11 Ces questions et valeurs s'appliquent à toutes les collections. S'il existe une caractéristique qui place les collections maritimes à part, peut-être se trouve-t-elle dans le mariage insolite du progrès triomphateur — comme le reflètent si souvent les artefacts de la technologie maritime -et de la ségrégation sociale — manifeste dans les vestiges culturels des marins. Il s'agit encore d'une généralisation. Quoi qu'il en soit, étant donné les origines sécessionnistes de maintes collections maritimes, visibles dans la place excessive consacrée aux XVIIIe et XIXe siècles, on se rend compte de l'incongruité d'un amalgame aussi particulier de déterminisme technique axé vers l'avenir et d'anthropologie sociale figée dans le passé. N'importe quelle enquête sur les musées maritimes révélera un étonnant degré de similitude et de répétition (pour ne pas dire redondance) dans la nature et l'esprit de la technologie préservée. Les objets ont tendance à narrer les progrès et triomphes de la société occidentale, manifestes dans les domaines de la construction navale, la navigation, la marine marchande et la guerre. La vie et le travail des marins, en revanche, sont représentés par des objets qui semblent illustrer l'existence d'une sous-culture étrange, distincte du courant principal de la société occidentale. Quelle que soit son importance véritable, on peut dire que cette séparation reste le thème principal des collections culturelles, car nous semblons fort désireux de sauvegarder la nature particulière de la vie et du travail de marin (à peine visible dans la société occidentale actuelle). Ces deux thèmes, le triomphe de la technologie et une sous-culture disparue, coexistent donc dans les musées maritimes, même si on les concilie peu; pareille coexistence est si commune qu'on la mentionne rarement, sinon jamais.

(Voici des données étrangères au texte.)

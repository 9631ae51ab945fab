//! Palette Selector
//!
//! Picks a small set of perceptually distinct, visually important colors:
//!
//! 1. Quantize + score pixels into an impact histogram (`saliency`)
//! 2. Keep the top `min(oversample * N, max_candidates)` colors by impact
//! 3. Farthest-point selection in CIELAB, seeded with the highest-impact color
//! 4. Order by descending luminance
//! 5. Move the color closest to the detected background to index 0
//! 6. Sort bands 1..N by ascending pixel count (thin features print last)
//! 7. Replace any duplicate entries with distinct image colors
//!
//! Index 0 is the base (first printed) layer.

use image::RgbaImage;
use rand::rngs::StdRng;
use rand::{Rng, SeedableRng};
use std::cmp::Ordering;
use std::collections::HashSet;
use tracing::{debug, warn};
use crate::background::detect_background;
use crate::bands::assign_bands;
use crate::color::{delta_e, rgb_distance_sq, Color, Lab};
use crate::error::{Result, ColorStackError};
use crate::saliency::build_impact_histogram;
use crate::settings::PaletteSettings;

/// Select up to `band_count` colors from an image.
///
/// Returns fewer colors when the image does not have enough distinct
/// candidates. Never returns an empty palette for a non-empty image.
pub fn select_palette(
    img: &RgbaImage,
    band_count: usize,
    settings: &PaletteSettings,
) -> Result<Vec<Color>> {
    let (width, height) = img.dimensions();
    if width == 0 || height == 0 {
        return Err(ColorStackError::ZeroDimension);
    }
    if band_count == 0 {
        return Err(ColorStackError::InvalidParameter(
            "band count must be at least 1".to_string(),
        ));
    }
    settings.validate()?;

    let candidates = oversample_candidates(img, band_count, settings);
    debug!(
        candidates = candidates.len(),
        band_count, "Collected palette candidates"
    );

    let mut palette = if candidates.len() <= band_count {
        candidates
    } else {
        let labs: Vec<Lab> = candidates.iter().map(|c| c.to_lab()).collect();
        farthest_point_select(&labs, band_count)
            .into_iter()
            .map(|i| candidates[i])
            .collect()
    };

    sort_by_luminance(&mut palette);

    if let Some(background) = detect_background(img, settings.background_delta_e) {
        debug!(background = %background, "Detected background color");
        move_closest_to_front(&mut palette, background);
    }

    reorder_thin_features(img, &mut palette)?;

    let mut rng = match settings.seed {
        Some(seed) => StdRng::seed_from_u64(seed),
        None => StdRng::from_entropy(),
    };
    enforce_unique(&mut palette, img, settings, &mut rng);

    Ok(palette)
}

/// Highest-impact quantized colors, best first
fn oversample_candidates(
    img: &RgbaImage,
    band_count: usize,
    settings: &PaletteSettings,
) -> Vec<Color> {
    let histogram = build_impact_histogram(img, settings);
    let keep = band_count
        .saturating_mul(settings.oversample_factor)
        .min(settings.max_candidates)
        .max(band_count.min(settings.max_candidates));

    histogram
        .ranked()
        .into_iter()
        .take(keep)
        .map(|(color, _)| color)
        .collect()
}

// ============================================================================
// FARTHEST-POINT SELECTION
// ============================================================================

/// Greedy max-min diversity selection.
///
/// Starts from candidate 0, then repeatedly takes the candidate whose nearest
/// already-chosen color is farthest away (Delta E76). Ties go to the earlier
/// candidate. Returns candidate indices in selection order, so a run with
/// `k` is always a prefix of a run with `k + 1`.
pub fn farthest_point_select(candidates: &[Lab], k: usize) -> Vec<usize> {
    if candidates.is_empty() || k == 0 {
        return Vec::new();
    }

    let mut chosen = vec![0usize];
    let mut taken = vec![false; candidates.len()];
    taken[0] = true;

    let mut min_dist: Vec<f32> = candidates
        .iter()
        .map(|&lab| delta_e(lab, candidates[0]))
        .collect();

    while chosen.len() < k.min(candidates.len()) {
        let mut best_idx = None;
        let mut best_dist = f32::NEG_INFINITY;

        for (i, &d) in min_dist.iter().enumerate() {
            if !taken[i] && d > best_dist {
                best_dist = d;
                best_idx = Some(i);
            }
        }

        let Some(next) = best_idx else { break };
        taken[next] = true;
        chosen.push(next);

        for (i, d) in min_dist.iter_mut().enumerate() {
            *d = d.min(delta_e(candidates[i], candidates[next]));
        }
    }

    chosen
}

// ============================================================================
// ORDERING
// ============================================================================

/// Brightest first; stable for equal luminance
fn sort_by_luminance(palette: &mut [Color]) {
    palette.sort_by(|a, b| {
        b.luminance()
            .partial_cmp(&a.luminance())
            .unwrap_or(Ordering::Equal)
    });
}

/// Move the entry nearest to `background` (Delta E76) to index 0
pub fn move_closest_to_front(palette: &mut Vec<Color>, background: Color) {
    let target = background.to_lab();
    let closest = palette
        .iter()
        .enumerate()
        .map(|(i, c)| (i, delta_e(c.to_lab(), target)))
        .fold(None, |best: Option<(usize, f32)>, (i, d)| match best {
            Some((_, best_d)) if best_d <= d => best,
            _ => Some((i, d)),
        });

    if let Some((idx, _)) = closest {
        let base = palette.remove(idx);
        palette.insert(0, base);
    }
}

/// Sort bands 1..N by ascending pixel count, keeping band 0 in place
fn reorder_thin_features(img: &RgbaImage, palette: &mut [Color]) -> Result<()> {
    if palette.len() < 3 {
        return Ok(());
    }

    let counts = assign_bands(img, palette)?.counts(palette.len());
    let mut upper: Vec<(Color, usize)> = palette[1..]
        .iter()
        .copied()
        .zip(counts[1..].iter().copied())
        .collect();
    upper.sort_by_key(|&(_, count)| count);

    for (slot, (color, _)) in palette[1..].iter_mut().zip(upper) {
        *slot = color;
    }
    Ok(())
}

// ============================================================================
// UNIQUENESS
// ============================================================================

/// Replace repeated entries so no two palette colors are identical.
///
/// A duplicate is swapped for a random image pixel whose squared RGB distance
/// to every color already used exceeds the threshold. After the configured
/// number of misses a random RGB triple is used instead.
fn enforce_unique<R: Rng>(
    palette: &mut [Color],
    img: &RgbaImage,
    settings: &PaletteSettings,
    rng: &mut R,
) {
    let (width, height) = img.dimensions();
    let mut used: HashSet<Color> = HashSet::new();

    for i in 0..palette.len() {
        if used.insert(palette[i]) {
            continue;
        }

        let distinct = |c: Color, used: &HashSet<Color>| {
            used.iter()
                .all(|&u| rgb_distance_sq(c, u) > settings.distinct_rgb_threshold)
        };

        let mut replacement = None;
        for _ in 0..settings.uniqueness_attempts {
            let x = rng.gen_range(0..width);
            let y = rng.gen_range(0..height);
            let candidate = Color::from_rgba(img.get_pixel(x, y));
            if distinct(candidate, &used) {
                replacement = Some(candidate);
                break;
            }
        }

        let color = match replacement {
            Some(color) => color,
            None => {
                warn!(
                    index = i,
                    "No distinct image color found, falling back to a random color"
                );
                loop {
                    let candidate = Color::new(rng.gen(), rng.gen(), rng.gen());
                    if !used.contains(&candidate) {
                        break candidate;
                    }
                }
            }
        };

        debug!(index = i, from = %palette[i], to = %color, "Replaced duplicate palette entry");
        palette[i] = color;
        used.insert(color);
    }
}

// ============================================================================
// TESTS
// ============================================================================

12 À la lueur de ce qui précède, poursuivre l'expansion d'une collection dans les musées maritimes existants pose un défi certain à l'imagination des conservateurs. En effet, comment justifier une collection qui, d'une manière générale, allie une technologie jadis triomphante aux vestiges d'une sous-culture occidentale virtuellement disparue (la tribu des marins)? Comment peut-on développer une telle collection et l'interpréter utilement sans totalement céder à la notion que la mer fait désormais partie de l'histoire?

Les collections contemporaines et leur contexte

13 Qu'on parle des difficultés issues du cadre contemporain, des effets combinés des coupures budgétaires et des nouvelles méthodes d'interprétation ou de la nature particulière des collections maritimes, la constante demeure le problème de la pertinence sociale. Y revenir ne signifie pas qu'une collection historique présente moins de valeur ou d'intérêt que les témoins aisément identifiés par les générations actuelles, sinon on nierait l'existence de certaines collections muséales et scientifiques qui figurent parmi les plus significatives et fascinantes que l'on connaisse. Cela reviendrait aussi à nier l'importance très réelle de l'histoire dans l'identification et l'introspection d'une société, qui, à l'image de la mémoire individuelle, est à la source de l'orientation et la cohérence (sans compter la place insuffisante de l'histoire dans le programme de certaines écoles). Le problème de la pertinence sociale révèle plutôt la nécessité, pour qui s'intéresse à l'histoire et au patrimoine maritimes, de compléter les notions historiques en abordant la réalité contemporaine9. Ceci peut tout aussi bien se faire en trouvant de nouveaux sujets qu'en replaçant ce qui est établi dans un contexte contemporain Les collections maritimes doivent refléter les liens que nous entretenions avec la mer et l'eau, mais aussi s'ouvrir sur une description et une analyse du présent, proposant aux visiteurs contemporains des pistes de réflexion sur leurs relations actuelles avec l'environnement marin.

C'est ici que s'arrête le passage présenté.